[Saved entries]
:::
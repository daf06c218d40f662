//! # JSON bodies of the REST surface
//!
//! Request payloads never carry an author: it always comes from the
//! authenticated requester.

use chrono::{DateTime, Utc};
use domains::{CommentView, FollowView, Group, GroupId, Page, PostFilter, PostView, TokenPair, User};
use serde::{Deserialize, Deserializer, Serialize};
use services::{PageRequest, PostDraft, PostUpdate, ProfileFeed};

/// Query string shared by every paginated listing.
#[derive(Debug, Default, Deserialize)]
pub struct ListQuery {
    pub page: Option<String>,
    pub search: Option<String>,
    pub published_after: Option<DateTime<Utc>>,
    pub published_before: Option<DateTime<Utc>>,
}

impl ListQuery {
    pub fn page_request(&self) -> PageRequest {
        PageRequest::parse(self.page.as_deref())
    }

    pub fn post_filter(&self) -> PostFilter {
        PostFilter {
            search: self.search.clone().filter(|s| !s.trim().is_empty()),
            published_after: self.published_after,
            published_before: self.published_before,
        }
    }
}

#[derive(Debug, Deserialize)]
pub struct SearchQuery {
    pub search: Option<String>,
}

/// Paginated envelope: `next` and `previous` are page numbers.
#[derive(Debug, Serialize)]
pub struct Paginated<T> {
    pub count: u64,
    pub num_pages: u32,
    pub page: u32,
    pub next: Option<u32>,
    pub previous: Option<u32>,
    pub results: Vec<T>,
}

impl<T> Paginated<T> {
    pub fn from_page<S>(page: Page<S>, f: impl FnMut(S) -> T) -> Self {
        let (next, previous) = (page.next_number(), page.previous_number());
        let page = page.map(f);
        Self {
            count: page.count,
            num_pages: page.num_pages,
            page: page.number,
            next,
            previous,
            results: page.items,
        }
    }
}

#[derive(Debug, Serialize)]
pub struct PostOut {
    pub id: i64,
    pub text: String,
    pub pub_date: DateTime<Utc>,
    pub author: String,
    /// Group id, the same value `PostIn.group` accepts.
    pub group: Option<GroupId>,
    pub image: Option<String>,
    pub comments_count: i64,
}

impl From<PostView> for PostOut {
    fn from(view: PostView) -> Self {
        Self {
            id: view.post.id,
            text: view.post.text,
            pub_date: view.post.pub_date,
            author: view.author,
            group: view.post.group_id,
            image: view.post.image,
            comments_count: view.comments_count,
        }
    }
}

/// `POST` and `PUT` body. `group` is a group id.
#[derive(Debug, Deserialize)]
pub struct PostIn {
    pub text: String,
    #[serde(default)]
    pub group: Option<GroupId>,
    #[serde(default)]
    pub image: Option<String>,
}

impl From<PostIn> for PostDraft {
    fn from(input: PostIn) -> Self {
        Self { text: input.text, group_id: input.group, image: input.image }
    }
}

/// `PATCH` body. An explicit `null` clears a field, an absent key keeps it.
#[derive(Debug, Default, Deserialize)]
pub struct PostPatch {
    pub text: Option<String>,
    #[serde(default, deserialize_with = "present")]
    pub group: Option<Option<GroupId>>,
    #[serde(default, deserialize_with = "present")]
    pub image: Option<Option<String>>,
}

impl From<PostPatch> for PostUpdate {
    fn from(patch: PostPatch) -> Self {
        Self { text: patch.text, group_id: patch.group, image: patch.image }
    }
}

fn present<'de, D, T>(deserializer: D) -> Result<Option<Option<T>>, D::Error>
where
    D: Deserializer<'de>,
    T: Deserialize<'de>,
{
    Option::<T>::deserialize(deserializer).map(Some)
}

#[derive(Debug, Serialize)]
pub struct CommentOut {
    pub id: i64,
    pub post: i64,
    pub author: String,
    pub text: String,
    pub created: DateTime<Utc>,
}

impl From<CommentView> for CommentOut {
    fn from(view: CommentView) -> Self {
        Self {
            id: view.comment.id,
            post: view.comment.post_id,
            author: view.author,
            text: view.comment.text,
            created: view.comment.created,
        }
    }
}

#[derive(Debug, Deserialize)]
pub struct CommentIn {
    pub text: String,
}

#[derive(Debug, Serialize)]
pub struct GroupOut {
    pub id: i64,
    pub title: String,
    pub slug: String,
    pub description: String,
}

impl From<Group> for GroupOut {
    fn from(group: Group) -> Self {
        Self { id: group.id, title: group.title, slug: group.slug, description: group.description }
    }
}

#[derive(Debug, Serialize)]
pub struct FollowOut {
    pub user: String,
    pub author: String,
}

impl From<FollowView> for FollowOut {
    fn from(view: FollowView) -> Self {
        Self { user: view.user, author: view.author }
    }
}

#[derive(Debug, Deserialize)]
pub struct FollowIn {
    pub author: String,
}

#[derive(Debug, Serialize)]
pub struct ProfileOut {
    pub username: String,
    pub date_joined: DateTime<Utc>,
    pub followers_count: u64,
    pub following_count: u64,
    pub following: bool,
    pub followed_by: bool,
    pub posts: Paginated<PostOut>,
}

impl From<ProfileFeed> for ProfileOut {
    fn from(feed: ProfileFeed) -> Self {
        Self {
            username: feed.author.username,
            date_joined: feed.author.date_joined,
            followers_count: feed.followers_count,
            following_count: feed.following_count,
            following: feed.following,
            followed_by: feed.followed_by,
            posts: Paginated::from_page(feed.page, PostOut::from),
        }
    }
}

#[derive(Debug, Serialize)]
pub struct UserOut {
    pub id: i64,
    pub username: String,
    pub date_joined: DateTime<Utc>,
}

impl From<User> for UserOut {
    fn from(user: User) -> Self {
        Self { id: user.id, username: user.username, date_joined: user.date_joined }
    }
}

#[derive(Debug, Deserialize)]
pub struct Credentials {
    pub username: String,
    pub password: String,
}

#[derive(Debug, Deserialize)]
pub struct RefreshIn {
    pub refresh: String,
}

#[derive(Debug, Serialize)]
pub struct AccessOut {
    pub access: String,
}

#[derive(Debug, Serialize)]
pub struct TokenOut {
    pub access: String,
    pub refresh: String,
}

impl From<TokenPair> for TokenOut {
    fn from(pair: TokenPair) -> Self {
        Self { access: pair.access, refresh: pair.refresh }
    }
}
:::
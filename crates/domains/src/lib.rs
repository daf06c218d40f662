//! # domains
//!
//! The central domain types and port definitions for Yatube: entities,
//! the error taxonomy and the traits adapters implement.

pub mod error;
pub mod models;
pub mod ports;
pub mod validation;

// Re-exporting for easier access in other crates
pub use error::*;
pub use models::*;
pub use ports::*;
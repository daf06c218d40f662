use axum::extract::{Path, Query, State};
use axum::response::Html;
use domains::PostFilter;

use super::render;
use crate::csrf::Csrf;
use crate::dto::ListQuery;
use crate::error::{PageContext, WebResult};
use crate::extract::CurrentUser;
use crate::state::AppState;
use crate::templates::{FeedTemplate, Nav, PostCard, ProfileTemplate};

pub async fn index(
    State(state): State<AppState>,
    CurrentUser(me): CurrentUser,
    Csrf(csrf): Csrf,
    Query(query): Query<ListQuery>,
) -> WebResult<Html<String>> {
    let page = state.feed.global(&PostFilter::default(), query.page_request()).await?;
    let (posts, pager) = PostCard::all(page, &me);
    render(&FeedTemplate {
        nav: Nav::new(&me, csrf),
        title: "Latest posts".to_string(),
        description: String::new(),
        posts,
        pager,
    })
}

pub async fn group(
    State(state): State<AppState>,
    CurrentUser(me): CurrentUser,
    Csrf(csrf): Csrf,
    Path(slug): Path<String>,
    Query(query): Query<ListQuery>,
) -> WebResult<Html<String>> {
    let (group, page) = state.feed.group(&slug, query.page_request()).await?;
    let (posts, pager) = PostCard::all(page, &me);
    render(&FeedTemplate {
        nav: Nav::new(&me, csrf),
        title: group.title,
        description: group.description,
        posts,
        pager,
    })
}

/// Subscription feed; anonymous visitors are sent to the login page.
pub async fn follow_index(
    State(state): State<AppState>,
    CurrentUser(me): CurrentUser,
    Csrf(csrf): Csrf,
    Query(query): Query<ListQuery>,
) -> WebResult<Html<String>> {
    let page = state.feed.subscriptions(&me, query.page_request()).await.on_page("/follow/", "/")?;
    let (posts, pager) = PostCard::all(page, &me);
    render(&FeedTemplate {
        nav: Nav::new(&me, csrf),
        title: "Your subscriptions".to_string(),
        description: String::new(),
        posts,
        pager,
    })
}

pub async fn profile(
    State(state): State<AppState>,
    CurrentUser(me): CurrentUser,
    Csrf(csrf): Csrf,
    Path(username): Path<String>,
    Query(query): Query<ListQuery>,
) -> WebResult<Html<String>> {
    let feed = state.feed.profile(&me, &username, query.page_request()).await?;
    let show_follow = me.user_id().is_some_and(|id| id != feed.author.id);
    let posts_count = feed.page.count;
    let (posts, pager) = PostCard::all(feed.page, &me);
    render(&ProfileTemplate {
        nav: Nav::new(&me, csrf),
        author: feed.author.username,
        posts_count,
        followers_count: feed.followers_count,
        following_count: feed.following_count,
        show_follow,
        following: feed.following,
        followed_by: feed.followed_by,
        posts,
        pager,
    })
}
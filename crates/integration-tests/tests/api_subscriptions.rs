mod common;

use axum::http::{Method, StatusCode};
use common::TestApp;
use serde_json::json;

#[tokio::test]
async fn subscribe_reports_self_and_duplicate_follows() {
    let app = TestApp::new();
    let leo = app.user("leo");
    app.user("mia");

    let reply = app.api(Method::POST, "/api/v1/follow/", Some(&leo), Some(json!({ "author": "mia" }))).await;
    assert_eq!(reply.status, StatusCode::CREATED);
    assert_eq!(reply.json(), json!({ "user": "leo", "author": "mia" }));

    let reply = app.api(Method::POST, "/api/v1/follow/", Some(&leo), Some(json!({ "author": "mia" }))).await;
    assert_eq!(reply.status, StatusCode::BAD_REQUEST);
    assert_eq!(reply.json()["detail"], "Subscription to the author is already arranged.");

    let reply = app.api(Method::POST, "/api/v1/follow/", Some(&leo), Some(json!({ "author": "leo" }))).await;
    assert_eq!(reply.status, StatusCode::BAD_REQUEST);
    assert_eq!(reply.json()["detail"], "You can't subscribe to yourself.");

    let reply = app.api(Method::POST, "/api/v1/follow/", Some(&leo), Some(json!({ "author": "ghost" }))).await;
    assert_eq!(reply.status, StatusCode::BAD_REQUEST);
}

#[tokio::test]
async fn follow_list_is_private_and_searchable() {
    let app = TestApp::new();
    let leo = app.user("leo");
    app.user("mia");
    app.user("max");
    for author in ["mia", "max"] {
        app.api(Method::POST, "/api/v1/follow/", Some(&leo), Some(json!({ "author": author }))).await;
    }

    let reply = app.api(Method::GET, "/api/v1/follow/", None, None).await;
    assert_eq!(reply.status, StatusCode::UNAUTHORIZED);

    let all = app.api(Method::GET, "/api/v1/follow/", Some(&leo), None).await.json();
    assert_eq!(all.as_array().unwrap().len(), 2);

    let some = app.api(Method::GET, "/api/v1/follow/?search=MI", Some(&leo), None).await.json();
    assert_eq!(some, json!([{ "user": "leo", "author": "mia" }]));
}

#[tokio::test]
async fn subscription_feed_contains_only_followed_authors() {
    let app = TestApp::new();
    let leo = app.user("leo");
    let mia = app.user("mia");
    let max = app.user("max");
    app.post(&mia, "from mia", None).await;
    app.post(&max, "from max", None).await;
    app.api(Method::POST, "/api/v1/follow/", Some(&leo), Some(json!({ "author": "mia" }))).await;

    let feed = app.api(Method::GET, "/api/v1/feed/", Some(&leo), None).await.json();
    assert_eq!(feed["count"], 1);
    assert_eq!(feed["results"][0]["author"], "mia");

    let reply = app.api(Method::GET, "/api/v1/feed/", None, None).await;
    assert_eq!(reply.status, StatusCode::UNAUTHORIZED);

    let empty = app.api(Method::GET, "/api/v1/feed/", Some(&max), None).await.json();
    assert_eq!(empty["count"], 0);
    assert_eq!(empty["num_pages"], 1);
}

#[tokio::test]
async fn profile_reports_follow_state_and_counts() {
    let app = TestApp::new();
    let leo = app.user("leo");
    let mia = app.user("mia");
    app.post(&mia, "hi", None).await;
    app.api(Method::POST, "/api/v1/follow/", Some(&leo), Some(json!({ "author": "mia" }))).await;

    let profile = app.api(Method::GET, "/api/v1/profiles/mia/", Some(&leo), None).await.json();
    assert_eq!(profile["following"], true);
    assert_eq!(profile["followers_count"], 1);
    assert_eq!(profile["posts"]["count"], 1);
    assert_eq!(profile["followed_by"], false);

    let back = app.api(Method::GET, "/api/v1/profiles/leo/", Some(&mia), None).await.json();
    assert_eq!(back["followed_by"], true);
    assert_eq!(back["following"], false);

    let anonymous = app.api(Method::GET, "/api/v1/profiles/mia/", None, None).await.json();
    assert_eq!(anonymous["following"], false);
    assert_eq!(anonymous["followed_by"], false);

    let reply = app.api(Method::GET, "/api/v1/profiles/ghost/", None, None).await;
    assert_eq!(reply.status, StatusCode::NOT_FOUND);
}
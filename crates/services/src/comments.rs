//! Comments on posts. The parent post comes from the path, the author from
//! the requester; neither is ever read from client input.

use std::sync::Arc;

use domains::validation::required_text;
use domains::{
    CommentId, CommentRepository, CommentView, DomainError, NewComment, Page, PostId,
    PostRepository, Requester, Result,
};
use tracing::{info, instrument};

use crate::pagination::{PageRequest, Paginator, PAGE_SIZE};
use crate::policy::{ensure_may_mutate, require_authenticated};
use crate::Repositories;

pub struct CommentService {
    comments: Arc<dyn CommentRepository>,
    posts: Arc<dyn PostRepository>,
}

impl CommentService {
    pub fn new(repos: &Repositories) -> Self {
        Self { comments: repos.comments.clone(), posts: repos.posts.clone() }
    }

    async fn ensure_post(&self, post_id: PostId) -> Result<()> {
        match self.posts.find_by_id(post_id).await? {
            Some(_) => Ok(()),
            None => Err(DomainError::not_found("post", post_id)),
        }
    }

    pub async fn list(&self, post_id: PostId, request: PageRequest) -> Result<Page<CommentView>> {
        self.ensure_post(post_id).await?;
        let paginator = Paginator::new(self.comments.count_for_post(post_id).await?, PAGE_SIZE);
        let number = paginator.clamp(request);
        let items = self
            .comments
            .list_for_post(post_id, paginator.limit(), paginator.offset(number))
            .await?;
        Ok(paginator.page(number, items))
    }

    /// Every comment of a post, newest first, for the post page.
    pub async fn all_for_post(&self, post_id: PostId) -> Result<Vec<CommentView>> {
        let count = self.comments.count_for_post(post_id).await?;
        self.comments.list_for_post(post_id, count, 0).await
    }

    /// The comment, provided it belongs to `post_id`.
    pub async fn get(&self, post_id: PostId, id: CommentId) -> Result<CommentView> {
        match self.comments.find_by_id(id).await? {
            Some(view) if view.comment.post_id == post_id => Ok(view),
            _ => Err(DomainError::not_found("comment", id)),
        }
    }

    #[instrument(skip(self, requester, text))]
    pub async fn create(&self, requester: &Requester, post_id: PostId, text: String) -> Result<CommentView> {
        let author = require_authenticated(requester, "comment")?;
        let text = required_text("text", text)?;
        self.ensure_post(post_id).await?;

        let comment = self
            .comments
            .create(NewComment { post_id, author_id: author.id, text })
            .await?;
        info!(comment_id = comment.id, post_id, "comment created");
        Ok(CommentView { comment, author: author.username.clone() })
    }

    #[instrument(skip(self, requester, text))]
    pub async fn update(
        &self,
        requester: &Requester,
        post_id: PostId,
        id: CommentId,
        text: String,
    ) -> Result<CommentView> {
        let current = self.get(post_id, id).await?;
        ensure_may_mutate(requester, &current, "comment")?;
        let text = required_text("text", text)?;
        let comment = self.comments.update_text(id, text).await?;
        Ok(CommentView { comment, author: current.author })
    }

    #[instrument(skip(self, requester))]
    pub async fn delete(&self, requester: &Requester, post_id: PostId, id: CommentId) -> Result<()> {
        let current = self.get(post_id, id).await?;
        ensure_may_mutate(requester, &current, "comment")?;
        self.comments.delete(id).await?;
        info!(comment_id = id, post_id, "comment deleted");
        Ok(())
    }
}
:::
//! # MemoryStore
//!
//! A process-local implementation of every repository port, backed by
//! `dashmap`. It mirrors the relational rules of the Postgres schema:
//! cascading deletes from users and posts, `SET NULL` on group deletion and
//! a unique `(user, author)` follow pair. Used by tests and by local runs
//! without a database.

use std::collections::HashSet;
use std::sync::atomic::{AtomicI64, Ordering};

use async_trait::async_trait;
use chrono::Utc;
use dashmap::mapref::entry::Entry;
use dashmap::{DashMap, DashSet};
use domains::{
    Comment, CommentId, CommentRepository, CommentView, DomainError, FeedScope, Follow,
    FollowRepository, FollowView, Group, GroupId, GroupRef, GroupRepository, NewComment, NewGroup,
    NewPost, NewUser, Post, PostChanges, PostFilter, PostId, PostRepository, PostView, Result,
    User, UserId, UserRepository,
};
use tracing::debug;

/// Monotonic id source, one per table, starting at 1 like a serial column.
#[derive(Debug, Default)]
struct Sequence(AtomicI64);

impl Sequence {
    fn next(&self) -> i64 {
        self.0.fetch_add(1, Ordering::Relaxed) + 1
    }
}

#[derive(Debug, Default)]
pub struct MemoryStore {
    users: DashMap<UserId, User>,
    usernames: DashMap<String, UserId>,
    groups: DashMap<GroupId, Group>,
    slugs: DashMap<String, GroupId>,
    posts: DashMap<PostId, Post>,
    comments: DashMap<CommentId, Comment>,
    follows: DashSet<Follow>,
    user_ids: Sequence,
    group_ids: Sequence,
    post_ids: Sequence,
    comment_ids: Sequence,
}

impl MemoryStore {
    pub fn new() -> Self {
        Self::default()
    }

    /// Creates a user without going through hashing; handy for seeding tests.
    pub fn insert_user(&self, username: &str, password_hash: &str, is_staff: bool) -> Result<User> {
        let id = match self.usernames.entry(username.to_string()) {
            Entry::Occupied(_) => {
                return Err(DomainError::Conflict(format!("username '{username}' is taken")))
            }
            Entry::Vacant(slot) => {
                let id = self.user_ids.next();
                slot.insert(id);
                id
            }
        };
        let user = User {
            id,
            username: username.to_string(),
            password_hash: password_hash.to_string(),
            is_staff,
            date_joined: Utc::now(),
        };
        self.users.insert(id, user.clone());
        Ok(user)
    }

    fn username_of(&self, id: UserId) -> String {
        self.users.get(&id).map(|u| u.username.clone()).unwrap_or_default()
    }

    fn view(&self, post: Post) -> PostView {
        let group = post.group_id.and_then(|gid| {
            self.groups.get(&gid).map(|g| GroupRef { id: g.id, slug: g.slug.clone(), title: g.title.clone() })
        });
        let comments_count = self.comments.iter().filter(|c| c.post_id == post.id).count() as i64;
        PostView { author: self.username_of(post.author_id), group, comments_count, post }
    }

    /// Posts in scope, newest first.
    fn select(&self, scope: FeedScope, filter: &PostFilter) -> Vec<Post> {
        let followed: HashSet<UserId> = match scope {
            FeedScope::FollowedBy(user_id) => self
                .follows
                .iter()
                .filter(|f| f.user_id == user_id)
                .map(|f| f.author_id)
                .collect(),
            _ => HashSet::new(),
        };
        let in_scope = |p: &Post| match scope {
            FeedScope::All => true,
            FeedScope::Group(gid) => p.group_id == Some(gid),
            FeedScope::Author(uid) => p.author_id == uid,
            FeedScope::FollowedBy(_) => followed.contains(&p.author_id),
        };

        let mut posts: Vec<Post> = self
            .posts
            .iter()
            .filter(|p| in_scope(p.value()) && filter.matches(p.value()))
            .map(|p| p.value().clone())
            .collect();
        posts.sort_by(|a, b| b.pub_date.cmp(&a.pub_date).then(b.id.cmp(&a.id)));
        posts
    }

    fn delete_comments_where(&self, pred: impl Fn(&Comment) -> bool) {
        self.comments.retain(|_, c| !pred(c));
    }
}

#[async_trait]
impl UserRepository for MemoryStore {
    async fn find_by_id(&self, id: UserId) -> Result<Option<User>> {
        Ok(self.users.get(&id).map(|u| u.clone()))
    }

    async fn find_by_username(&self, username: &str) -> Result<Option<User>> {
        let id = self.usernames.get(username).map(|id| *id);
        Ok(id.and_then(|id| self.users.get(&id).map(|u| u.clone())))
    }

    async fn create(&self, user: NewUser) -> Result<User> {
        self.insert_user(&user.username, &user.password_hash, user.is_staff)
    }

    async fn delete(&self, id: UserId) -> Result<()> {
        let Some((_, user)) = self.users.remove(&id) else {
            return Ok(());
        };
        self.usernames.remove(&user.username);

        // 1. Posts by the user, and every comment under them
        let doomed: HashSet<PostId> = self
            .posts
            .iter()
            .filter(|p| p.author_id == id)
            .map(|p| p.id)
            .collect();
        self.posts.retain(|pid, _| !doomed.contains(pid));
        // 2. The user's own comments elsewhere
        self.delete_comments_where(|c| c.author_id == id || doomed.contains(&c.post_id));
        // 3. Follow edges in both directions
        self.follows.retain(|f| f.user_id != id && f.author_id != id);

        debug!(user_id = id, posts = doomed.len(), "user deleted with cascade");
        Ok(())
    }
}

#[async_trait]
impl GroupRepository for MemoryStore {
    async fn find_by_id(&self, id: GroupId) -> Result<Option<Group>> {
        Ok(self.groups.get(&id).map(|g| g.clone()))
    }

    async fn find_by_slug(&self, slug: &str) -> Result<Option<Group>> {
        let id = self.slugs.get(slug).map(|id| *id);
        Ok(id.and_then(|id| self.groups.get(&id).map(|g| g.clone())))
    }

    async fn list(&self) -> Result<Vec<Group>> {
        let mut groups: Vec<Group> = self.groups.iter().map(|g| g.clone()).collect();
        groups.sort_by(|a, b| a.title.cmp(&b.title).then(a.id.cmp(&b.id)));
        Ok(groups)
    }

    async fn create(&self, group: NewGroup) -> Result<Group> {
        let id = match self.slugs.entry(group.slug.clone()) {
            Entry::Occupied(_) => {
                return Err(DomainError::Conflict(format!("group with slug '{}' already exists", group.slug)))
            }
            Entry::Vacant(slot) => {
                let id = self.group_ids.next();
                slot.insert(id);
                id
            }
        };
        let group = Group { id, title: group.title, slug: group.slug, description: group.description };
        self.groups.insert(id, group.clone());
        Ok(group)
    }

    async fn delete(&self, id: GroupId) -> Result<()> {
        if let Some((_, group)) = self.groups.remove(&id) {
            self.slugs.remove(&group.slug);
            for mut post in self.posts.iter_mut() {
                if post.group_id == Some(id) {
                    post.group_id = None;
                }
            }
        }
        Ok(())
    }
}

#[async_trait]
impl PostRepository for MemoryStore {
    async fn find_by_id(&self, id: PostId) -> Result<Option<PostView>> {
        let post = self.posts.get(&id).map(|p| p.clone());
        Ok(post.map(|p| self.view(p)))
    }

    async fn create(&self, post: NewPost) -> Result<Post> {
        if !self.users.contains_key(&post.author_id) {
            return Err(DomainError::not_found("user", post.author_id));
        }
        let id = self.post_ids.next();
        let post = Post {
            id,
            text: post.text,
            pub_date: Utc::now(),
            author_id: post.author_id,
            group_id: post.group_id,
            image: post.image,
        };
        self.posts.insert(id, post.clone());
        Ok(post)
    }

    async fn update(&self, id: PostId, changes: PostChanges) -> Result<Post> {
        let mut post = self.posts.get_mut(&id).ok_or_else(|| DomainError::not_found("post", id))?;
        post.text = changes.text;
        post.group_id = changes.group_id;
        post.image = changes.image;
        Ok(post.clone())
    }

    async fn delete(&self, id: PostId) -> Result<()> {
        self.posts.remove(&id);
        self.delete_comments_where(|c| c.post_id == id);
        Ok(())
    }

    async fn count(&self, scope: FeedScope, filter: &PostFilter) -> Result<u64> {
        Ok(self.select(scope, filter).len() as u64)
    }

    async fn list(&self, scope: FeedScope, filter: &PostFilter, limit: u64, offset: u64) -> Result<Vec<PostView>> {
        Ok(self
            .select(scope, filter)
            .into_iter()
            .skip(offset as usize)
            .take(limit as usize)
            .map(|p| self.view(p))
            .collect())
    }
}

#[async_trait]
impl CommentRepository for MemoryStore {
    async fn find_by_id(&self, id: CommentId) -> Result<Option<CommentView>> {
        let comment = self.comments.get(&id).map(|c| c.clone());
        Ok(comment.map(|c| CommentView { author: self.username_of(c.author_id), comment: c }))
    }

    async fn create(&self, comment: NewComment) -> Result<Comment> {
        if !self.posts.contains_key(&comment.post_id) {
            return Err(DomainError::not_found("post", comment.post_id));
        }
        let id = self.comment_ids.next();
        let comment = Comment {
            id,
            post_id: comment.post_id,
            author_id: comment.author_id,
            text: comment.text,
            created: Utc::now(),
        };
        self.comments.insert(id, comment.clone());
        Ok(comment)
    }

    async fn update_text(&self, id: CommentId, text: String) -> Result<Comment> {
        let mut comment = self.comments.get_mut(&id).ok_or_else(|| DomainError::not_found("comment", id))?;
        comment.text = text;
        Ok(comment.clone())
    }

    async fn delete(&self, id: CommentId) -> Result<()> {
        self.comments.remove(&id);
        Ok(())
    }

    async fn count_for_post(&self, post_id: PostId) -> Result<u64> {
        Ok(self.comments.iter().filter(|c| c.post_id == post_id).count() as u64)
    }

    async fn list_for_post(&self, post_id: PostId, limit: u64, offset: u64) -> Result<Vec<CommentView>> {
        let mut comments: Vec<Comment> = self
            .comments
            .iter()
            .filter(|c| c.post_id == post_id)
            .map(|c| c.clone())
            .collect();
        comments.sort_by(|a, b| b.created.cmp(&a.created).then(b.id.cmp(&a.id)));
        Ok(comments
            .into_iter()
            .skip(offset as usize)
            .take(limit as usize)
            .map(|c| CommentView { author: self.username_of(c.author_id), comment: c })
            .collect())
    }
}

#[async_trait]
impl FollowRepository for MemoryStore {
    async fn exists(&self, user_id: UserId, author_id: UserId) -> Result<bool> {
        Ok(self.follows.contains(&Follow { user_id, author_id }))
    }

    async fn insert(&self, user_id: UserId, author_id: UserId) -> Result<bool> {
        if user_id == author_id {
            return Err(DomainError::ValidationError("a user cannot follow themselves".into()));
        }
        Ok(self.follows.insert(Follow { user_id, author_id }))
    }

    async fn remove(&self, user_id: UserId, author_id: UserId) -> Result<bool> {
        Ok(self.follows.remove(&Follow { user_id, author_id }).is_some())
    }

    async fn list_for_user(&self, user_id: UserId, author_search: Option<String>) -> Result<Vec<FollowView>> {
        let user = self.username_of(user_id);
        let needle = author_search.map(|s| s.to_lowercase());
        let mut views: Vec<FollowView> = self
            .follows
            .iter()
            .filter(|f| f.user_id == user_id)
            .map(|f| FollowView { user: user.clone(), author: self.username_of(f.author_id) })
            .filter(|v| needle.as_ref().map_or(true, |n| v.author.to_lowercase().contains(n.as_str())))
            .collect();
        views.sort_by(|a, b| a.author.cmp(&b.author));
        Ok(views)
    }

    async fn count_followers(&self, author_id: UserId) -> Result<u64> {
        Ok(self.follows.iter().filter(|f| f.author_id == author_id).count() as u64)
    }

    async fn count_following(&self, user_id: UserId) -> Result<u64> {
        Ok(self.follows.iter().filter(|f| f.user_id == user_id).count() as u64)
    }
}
:::
### Problem requirements
Starting at the line that has "let id = match self.slugs.entry(group.slug.clone())" and ending at the line that has "if let Some((_, group))", please write out the lines above exactly, leaving out all others.

### Solution to the exercise
        let id = match self.slugs.entry(group.slug.clone()) {
            Entry::Occupied(_) => {
                return Err(DomainError::Conflict(format!("group with slug '{}' already exists", group.slug)))
            }
            Entry::Vacant(slot) => {
                let id = self.group_ids.next();
                slot.insert(id);
                id
            }
        };
        let group = Group { id, title: group.title, slug: group.slug, description: group.description };
        self.groups.insert(id, group.clone());
        Ok(group)
    }

    async fn delete(&self, id: GroupId) -> Result<()> {
        if let Some((_, group)) = self.groups.remove(&id) {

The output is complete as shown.